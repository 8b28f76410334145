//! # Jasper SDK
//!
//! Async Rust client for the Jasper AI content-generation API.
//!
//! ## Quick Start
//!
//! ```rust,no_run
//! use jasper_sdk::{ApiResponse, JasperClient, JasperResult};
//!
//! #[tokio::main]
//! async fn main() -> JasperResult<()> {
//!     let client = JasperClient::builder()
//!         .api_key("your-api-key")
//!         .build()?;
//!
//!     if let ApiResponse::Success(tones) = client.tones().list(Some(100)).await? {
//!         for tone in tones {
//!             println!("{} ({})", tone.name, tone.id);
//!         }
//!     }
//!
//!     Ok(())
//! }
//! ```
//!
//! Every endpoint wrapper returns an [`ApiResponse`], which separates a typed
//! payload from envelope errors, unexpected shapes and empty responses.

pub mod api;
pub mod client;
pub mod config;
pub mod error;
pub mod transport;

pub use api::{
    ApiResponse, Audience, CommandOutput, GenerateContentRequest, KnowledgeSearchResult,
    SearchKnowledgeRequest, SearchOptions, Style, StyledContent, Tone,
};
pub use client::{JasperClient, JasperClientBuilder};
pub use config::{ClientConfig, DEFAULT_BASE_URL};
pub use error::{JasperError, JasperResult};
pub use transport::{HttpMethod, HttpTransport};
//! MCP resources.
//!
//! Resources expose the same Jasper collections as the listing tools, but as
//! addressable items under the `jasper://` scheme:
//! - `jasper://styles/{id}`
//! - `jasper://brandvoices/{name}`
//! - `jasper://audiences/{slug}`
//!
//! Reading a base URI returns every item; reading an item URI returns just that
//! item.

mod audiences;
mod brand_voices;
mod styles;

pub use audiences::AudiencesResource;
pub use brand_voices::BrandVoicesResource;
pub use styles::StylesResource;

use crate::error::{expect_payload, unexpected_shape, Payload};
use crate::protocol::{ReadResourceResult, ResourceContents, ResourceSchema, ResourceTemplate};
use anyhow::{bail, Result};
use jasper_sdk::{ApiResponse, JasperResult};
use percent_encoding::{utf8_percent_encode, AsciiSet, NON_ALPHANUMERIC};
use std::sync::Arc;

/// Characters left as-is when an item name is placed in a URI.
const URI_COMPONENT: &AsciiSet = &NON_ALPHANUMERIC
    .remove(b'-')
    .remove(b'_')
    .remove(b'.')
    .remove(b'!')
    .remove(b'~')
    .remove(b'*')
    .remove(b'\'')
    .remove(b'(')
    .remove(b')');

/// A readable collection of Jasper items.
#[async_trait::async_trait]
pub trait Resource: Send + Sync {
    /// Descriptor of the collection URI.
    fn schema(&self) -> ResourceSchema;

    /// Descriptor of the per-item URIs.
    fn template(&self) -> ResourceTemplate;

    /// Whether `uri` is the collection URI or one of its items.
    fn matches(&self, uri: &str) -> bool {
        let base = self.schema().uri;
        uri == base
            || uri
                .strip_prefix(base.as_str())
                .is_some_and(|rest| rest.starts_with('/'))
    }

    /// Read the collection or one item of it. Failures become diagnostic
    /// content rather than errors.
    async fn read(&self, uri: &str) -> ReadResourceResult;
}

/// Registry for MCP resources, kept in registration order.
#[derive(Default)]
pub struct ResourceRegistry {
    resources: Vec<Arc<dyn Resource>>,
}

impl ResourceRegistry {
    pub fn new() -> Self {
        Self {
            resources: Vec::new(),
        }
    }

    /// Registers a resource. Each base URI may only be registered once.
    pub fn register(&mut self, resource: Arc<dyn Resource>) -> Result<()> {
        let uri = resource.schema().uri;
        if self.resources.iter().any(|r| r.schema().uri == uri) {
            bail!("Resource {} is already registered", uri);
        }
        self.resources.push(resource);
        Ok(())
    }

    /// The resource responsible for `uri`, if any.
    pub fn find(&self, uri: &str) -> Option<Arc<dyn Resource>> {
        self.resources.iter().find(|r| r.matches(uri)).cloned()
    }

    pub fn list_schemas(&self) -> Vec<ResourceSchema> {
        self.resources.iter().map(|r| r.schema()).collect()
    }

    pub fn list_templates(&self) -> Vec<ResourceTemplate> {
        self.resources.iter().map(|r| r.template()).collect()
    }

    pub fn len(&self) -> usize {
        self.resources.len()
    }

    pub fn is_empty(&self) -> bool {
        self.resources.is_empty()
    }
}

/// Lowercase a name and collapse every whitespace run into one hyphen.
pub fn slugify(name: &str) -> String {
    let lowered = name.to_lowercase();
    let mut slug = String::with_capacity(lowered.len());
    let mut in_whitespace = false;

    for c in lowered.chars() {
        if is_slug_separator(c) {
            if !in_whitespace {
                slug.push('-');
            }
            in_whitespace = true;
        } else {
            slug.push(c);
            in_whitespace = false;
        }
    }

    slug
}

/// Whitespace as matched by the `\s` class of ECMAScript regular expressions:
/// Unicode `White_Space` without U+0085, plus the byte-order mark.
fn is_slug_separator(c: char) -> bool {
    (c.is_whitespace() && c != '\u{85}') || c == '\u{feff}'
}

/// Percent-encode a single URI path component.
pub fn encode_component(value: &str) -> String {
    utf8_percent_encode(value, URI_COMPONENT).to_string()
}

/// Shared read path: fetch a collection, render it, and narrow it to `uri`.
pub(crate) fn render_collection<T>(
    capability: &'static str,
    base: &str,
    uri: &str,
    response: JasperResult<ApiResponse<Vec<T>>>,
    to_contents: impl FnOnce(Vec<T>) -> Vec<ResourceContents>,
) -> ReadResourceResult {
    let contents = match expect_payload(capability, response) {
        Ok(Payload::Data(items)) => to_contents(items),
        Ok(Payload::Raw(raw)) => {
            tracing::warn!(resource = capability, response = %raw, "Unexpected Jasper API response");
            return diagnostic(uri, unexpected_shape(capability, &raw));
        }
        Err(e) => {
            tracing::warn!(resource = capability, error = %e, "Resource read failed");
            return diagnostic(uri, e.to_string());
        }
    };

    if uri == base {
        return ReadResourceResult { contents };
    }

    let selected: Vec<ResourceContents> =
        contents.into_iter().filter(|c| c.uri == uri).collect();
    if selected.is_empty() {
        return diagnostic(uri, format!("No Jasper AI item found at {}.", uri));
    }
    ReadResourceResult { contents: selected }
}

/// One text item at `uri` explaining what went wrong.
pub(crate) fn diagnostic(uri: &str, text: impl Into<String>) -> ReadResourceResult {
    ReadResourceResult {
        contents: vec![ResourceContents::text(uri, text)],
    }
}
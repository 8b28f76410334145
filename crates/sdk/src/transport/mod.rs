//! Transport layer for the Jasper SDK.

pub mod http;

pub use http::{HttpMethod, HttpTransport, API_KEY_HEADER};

☆ ☆ ☆ ☆

WHAT THE EXERCISE ASKS:
Both the line containing "let uri = resource.schema().uri;" and the line containing "The resource responsible" belong in the answer. Print them and every line above that falls between them exactly, and no others.

EXERCISE OUTPUT:
        let uri = resource.schema().uri;
        if self.resources.iter().any(|r| r.schema().uri == uri) {
            bail!("Resource {} is already registered", uri);
        }
        self.resources.push(resource);
        Ok(())
    }

    /// The resource responsible for `uri`, if any.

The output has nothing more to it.